On Tuesday, October 25, the People’s Court of Tuyen Quang province sentenced Ha after a two-day trial to eight years in prison to be followed by five years of house arrest for violating Article 117 of the penal code, an anti-state provision that bars “making, storing, distributing or spreading” news or information against the state, according to news reports.
The ruling said Ha produced 21 video clips and 13 articles that the court deemed as “propaganda against the socialist state of Vietnam” and posted them to his Voice of the People Le Ha TV (TDTV) YouTube-based news channel and personal Facebook page, according to the same reports.
Ha pleaded innocent to the charges at his trial and indicated he would appeal directly after the verdict was handed down, according to a U.S. Congress-funded Radio Free Asia report that quoted his defense lawyers.
“Vietnamese authorities must free journalist Le Manh Ha, who was wrongly convicted and harshly sentenced to eight years in prison for merely doing his job as a journalist,” said Shawn Crispin, CPJ’s senior Southeast Asia representative. “Vietnam must stop equating independent journalism with criminal behavior and release all the journalists it wrongfully holds behind bars.”

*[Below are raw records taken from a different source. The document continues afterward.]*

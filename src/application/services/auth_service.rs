//! Authentication service for the single admin identity.

use chrono::{DateTime, Utc};
use serde::Serialize;
use serde_json::json;

use crate::config::AuthSettings;
use crate::error::AppError;
use crate::utils::token_codec::{self, Claims};

/// Bearer token returned by a successful login.
#[derive(Debug, Clone, Serialize)]
pub struct AccessToken {
    pub access_token: String,
    pub token_type: &'static str,
}

/// Issues and verifies stateless bearer tokens.
///
/// There is exactly one identity, configured at startup. Tokens are HS256
/// JWTs with the admin username as subject and a fixed lifetime. Every
/// verification failure maps to the same [`AppError::Unauthorized`].
pub struct AuthService {
    settings: AuthSettings,
}

impl AuthService {
    pub fn new(settings: AuthSettings) -> Self {
        Self { settings }
    }

    fn credentials_match(&self, username: &str, password: &str) -> bool {
        username == self.settings.admin_username && password == self.settings.admin_password
    }

    /// Exchanges admin credentials for a bearer token.
    ///
    /// # Errors
    ///
    /// Returns [`AppError::Unauthorized`] unless both values match exactly.
    pub fn login(&self, username: &str, password: &str) -> Result<AccessToken, AppError> {
        self.login_at(username, password, Utc::now())
    }

    pub(crate) fn login_at(
        &self,
        username: &str,
        password: &str,
        now: DateTime<Utc>,
    ) -> Result<AccessToken, AppError> {
        if !self.credentials_match(username, password) {
            tracing::debug!("Rejected login attempt");
            return Err(AppError::unauthorized());
        }

        let expires_at = now
            .checked_add_signed(self.settings.token_lifetime)
            .ok_or_else(|| AppError::internal("Token expiry is out of range", json!({})))?;

        let claims = Claims {
            sub: username.to_string(),
            exp: expires_at.timestamp(),
        };

        Ok(AccessToken {
            access_token: token_codec::encode(&claims, self.settings.secret_key.as_bytes()),
            token_type: "bearer",
        })
    }

    /// Verifies a bearer token and returns its subject.
    ///
    /// # Errors
    ///
    /// Returns [`AppError::Unauthorized`] if the token is malformed, badly
    /// signed, expired, or issued for another subject.
    pub fn authenticate(&self, token: &str) -> Result<String, AppError> {
        self.authenticate_at(token, Utc::now())
    }

    pub(crate) fn authenticate_at(
        &self,
        token: &str,
        now: DateTime<Utc>,
    ) -> Result<String, AppError> {
        let claims = token_codec::decode(token, self.settings.secret_key.as_bytes(), now)
            .map_err(|e| {
                tracing::debug!(reason = %e, "Rejected bearer token");
                AppError::unauthorized()
            })?;

        if claims.sub != self.settings.admin_username {
            tracing::debug!(subject = %claims.sub, "Rejected bearer token for unknown subject");
            return Err(AppError::unauthorized());
        }

        Ok(claims.sub)
    }
}
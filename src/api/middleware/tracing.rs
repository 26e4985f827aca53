//! HTTP request/response tracing middleware.

use tower_http::LatencyUnit;
use tower_http::classify::{ServerErrorsAsFailures, SharedClassifier};
use tower_http::trace::{DefaultMakeSpan, DefaultOnResponse, TraceLayer};
use tracing::Level;

/// Creates a tracing middleware for HTTP requests.
///
/// Opens an `INFO` span per request (method, URI, version) and logs the
/// status and latency in milliseconds when the response is sent.
///
/// ```text
/// INFO request{method=PUT uri=/links/3 version=HTTP/1.1}: finished processing request latency=4 ms status=200
/// ```
pub fn layer() -> TraceLayer<SharedClassifier<ServerErrorsAsFailures>> {
    TraceLayer::new_for_http()
        .make_span_with(DefaultMakeSpan::new().level(Level::INFO))
        .on_response(
            DefaultOnResponse::new()
                .level(Level::INFO)
                .latency_unit(LatencyUnit::Millis),
        )
}
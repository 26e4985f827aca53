//! Utility functions shared across layers.
//!
//! - [`url_normalizer`] - scheme completion and validation for link URLs
//! - [`token_codec`] - HS256 bearer token encoding and verification

pub mod token_codec;
pub mod url_normalizer;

Ha was arrested by plainclothes police in Tuyen Quang City on January 12, 2022, after which police raided his house and seized 20 books, two laptop computers, and a cellphone, according to multiple news reports.
Days before his arrest, Ha posted a commentary on Facebook about the “unequal fight” in eliminating official corruption, according to a U.S. Congress-funded Voice of America report.
The report said Ha’s TDTV channel often discusses legal matters related to state land grabs, a politically sensitive issue in the Communist Party-ruled nation, and he airs interviews with state land grab victims.
CPJ’s email to Vietnam’s Ministry of Public Security did not immediately receive a response. Vietnam is one of the world’s worst jailers of journalists, with at least 23 members of the press behind bars for their work at the time of CPJ’s December 1, 2021 prison census.